UK spy probe targeted Swedish actress
Vale Film Productions/British Lion Film Corporation

MI5 and police Special Branch raked over the private lives of Vogue photographer Lee Miller and actress Mai Zetterling, who starred opposite Peter Sellers in “Only Two Can Play” (1962), and the 1990 film “The Witches”.

The pair were both tailed in the 1940s and 1950s and had their friends watched, while Miller’s post was intercepted.

A colleague said Miller was a “strong communist”, according to one anonymous note released by the National Archives.

A 1941 Special Branch report said Miller was “regarded as an intellectual communist and theoretical political student” and was “eccentric and indulges in queer foods and queer clothes etc. She is violently anti-Nazi.”

The general opinion of Miller was that “her communism is more a mental outlook than anything and I have obtained no information that she is associated with any particular subversive organization,” the note said.

She aroused suspicion because her second husband Roland Penrose was deemed to be a communist sympathizer.

Besides her fashion photography, Miller was a US Army-accredited war journalist, who pictured prisoners of the Dachau and Buchenwald concentration camps.

She befriended prominent artists like Pablo Picasso, Jean Cocteau and Henry Moore.

“What is not sufficiently realized is that her career was absolutely unique in British history,” said professor Chris Andrew, the official historian of MI5.

“There had never been anybody like her before, there’s no reason to think there will be anyone like her again.

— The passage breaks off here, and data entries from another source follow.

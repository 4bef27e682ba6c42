//! # Demand Forecast
//!
//! Naive demand forecasting for inventory planning.
//!
//! ## Features
//!
//! - Demand tables loaded from CSV (numeric or text period labels)
//! - Forecasting models (Naive, Moving Average, Exponential Smoothing)
//! - Error metrics (MAD, MSE) over the periods each model can forecast
//! - Best method selection with deterministic tie-breaking
//!
//! ## Quick Start
//!
//! ```rust
//! use demand_forecast::{select_best, DemandSeries, Metric, ModelKind, ModelParams};
//!
//! let demand = DemandSeries::from_values(vec![10.0, 20.0, 10.0, 20.0, 10.0, 20.0])?;
//!
//! // Score every model and keep the lowest MAD
//! let outcome = select_best(&demand, Metric::Mad, &ModelParams::default())?;
//! assert_eq!(outcome.best().model(), ModelKind::ExponentialSmoothing);
//!
//! let next = outcome.best().forecast.next_period();
//! println!("Forecast for period {}: {:.2}", next.period, next.value);
//! # Ok::<(), demand_forecast::ForecastError>(())
//! ```

pub mod data;
pub mod error;
pub mod metrics;
pub mod models;
pub mod selection;

// Re-export commonly used types
pub use crate::data::{DemandSeries, PeriodKind, PeriodLabel, TableColumns};
pub use crate::error::{ForecastError, Result};
pub use crate::metrics::{score, ErrorScore, Metric};
pub use crate::models::{run_model, ForecastModel, ForecastSeries, ModelKind, ModelParams};
pub use crate::selection::{select_best, MethodResult, MethodSelector, SelectionOutcome};

// Version information
pub const VERSION: &str = env!("CARGO_PKG_VERSION");
pub const NAME: &str = env!("CARGO_PKG_NAME");
//! Economic Order Quantity

use crate::{require_non_negative, MathError, Result};

/// Economic Order Quantity: `sqrt(2 * D * S / H)`
///
/// * `annual_demand` - units demanded per year (D)
/// * `order_cost` - fixed cost per order placed (S)
/// * `holding_cost` - cost of holding one unit for a year (H), must be positive
pub fn economic_order_quantity(annual_demand: f64, order_cost: f64, holding_cost: f64) -> Result<f64> {
    require_non_negative("Annual demand", annual_demand)?;
    require_non_negative("Order cost", order_cost)?;

    if !holding_cost.is_finite() || holding_cost <= 0.0 {
        return Err(MathError::InvalidInput(format!(
            "Holding cost must be positive, got {}",
            holding_cost
        )));
    }

    Ok((2.0 * annual_demand * order_cost / holding_cost).sqrt())
}

/// Number of orders per year when ordering `quantity` units at a time
pub fn orders_per_year(annual_demand: f64, quantity: f64) -> Result<f64> {
    require_non_negative("Annual demand", annual_demand)?;

    if !quantity.is_finite() || quantity <= 0.0 {
        return Err(MathError::CalculationError(
            "Order quantity must be positive to count orders".to_string(),
        ));
    }

    Ok(annual_demand / quantity)
}

#[cfg(test)]
mod tests {
    use super::*;
    use approx::assert_relative_eq;

    #[test]
    fn test_eoq() {
        // sqrt(2 * 1000 * 50 / 4) = sqrt(25000)
        let eoq = economic_order_quantity(1000.0, 50.0, 4.0).unwrap();
        assert_relative_eq!(eoq, 158.113_883, epsilon = 1e-6);

        assert_eq!(economic_order_quantity(0.0, 50.0, 4.0).unwrap(), 0.0);
    }

    #[test]
    fn test_eoq_rejects_bad_inputs() {
        assert!(economic_order_quantity(1000.0, 50.0, 0.0).is_err());
        assert!(economic_order_quantity(-1.0, 50.0, 4.0).is_err());
        assert!(economic_order_quantity(1000.0, f64::NAN, 4.0).is_err());
    }

    #[test]
    fn test_orders_per_year() {
        assert_eq!(orders_per_year(1200.0, 100.0).unwrap(), 12.0);
        assert!(orders_per_year(1200.0, 0.0).is_err());
    }
}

She was extremely talented, she was extremely beautiful.”

Miller died in southern England in 1977 aged 70.

Zetterling lived in a commune south of London, which MI5 called a “Marxist study group” suspected of being a cover for recruiting people to the Communist Party.

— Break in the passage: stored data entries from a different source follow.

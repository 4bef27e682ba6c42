//! Subcommand implementations

use crate::cli::{EoqArgs, ForecastArgs, SafetyStockArgs, TableArgs};
use anyhow::{anyhow, Context, Result};
use demand_forecast::{
    run_model, select_best, DemandSeries, ErrorScore, ForecastError, Metric, ModelKind,
    ModelParams,
};
use demand_planner::config::PlannerConfig;
use demand_planner::planning::{OrderPlan, StockPolicy};
use demand_planner::report::{self, OutputFormat};
use tracing::{info, warn};

fn load_demand(table: &TableArgs, config: &PlannerConfig) -> Result<DemandSeries> {
    let mut columns = config.table_columns();
    if let Some(period) = &table.period_column {
        columns.period = Some(period.clone());
    }
    if let Some(demand) = &table.demand_column {
        columns.demand = demand.clone();
    }

    let series = DemandSeries::from_csv(&table.file, &columns)
        .with_context(|| format!("Failed to load demand table {}", table.file.display()))?;
    info!("Loaded {} periods from {}", series.len(), table.file.display());
    Ok(series)
}

pub fn forecast(args: &ForecastArgs, config: &PlannerConfig, format: OutputFormat) -> Result<()> {
    let demand = load_demand(&args.table, config)?;

    let params = ModelParams::new(
        args.window.unwrap_or(config.forecast.window),
        args.alpha.unwrap_or(config.forecast.alpha),
    )?;
    let metric = match &args.metric {
        Some(name) => name.parse::<Metric>()?,
        None => config.forecast.metric,
    };

    let output = match &args.model {
        Some(name) => {
            let kind: ModelKind = name.parse()?;
            let forecast = run_model(kind, &demand, &params)?;
            let score = match ErrorScore::compute(&demand, &forecast) {
                Ok(score) => Some(score),
                Err(ForecastError::UndefinedMetric(msg)) => {
                    warn!("{}", msg);
                    None
                }
                Err(e) => return Err(e.into()),
            };
            report::render_forecast(format, &demand, &forecast, score.as_ref())?
        }
        None => {
            let outcome = select_best(&demand, metric, &params)?;
            report::render_selection(format, &outcome)?
        }
    };

    print!("{}", output);
    Ok(())
}

pub fn eoq(args: &EoqArgs, config: &PlannerConfig, format: OutputFormat) -> Result<()> {
    let order_cost = args
        .order_cost
        .or(config.inventory.order_cost)
        .ok_or_else(|| anyhow!("Order cost is required (--order-cost or [inventory] order_cost)"))?;
    let holding_cost = args
        .holding_cost
        .or(config.inventory.holding_cost)
        .ok_or_else(|| {
            anyhow!("Holding cost is required (--holding-cost or [inventory] holding_cost)")
        })?;

    let plan = OrderPlan::compute(args.annual_demand, order_cost, holding_cost)?;
    print!("{}", report::render_order_plan(format, &plan)?);
    Ok(())
}

pub fn safety_stock(
    args: &SafetyStockArgs,
    config: &PlannerConfig,
    format: OutputFormat,
) -> Result<()> {
    let demand = load_demand(&args.table, config)?;

    let policy = StockPolicy::compute(
        &demand,
        args.lead_time.unwrap_or(config.inventory.lead_time),
        args.service_level.unwrap_or(config.inventory.service_level),
    )?;
    print!("{}", report::render_stock_policy(format, &policy)?);
    Ok(())
}
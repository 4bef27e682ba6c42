//! # Inventory Math
//!
//! Closed-form inventory calculations used alongside demand forecasts.
//! This crate provides the Economic Order Quantity, safety stock and
//! reorder point formulas together with the demand statistics they need.

use thiserror::Error;

pub mod order_quantity;
pub mod safety_stock;
pub mod statistics;

pub use order_quantity::economic_order_quantity;
pub use safety_stock::{reorder_point, safety_stock, safety_stock_for_service_level, z_score};
pub use statistics::{demand_statistics, DemandStatistics};

/// Errors that can occur in inventory calculations
#[derive(Error, Debug)]
pub enum MathError {
    #[error("Insufficient data for calculation: {0}")]
    InsufficientData(String),

    #[error("Invalid input: {0}")]
    InvalidInput(String),

    #[error("Calculation error: {0}")]
    CalculationError(String),
}

/// Result type for inventory math operations
pub type Result<T> = std::result::Result<T, MathError>;

pub(crate) fn require_non_negative(name: &str, value: f64) -> Result<()> {
    if !value.is_finite() || value < 0.0 {
        return Err(MathError::InvalidInput(format!(
            "{} must be a finite non-negative number, got {}",
            name, value
        )));
    }
    Ok(())
}

#[cfg(test)]
mod tests {
    use super::*;

    #[test]
    fn test_require_non_negative() {
        assert!(require_non_negative("demand", 0.0).is_ok());
        assert!(require_non_negative("demand", -1.0).is_err());
        assert!(require_non_negative("demand", f64::INFINITY).is_err());
    }
}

Attendance at its meetings signified “that the participant is at least regarded by certain members as sympathetically inclined to communism, and as a potential convert,” said a 1953 report.

Spooks studied her showbusiness friends and how much communist literature she was reading.

Zetterling, who died in London in 1994 aged 68, was also a pioneering film director.

Also released from the archives was a letter to the Home Office from a man begging for help in getting his wife to stop seeing a Romanian immigrant, whom MI5 considered having as a potential double agent.

Another story was that of a British soldier who was a member of the British Union of Fascists, but was nonetheless sent to fight in World War II — in the hope of exposing other sympathizers.

The dramatic arrest of a German spy plucked from his ship to stop him following a vital British World War II fleet was also revealed.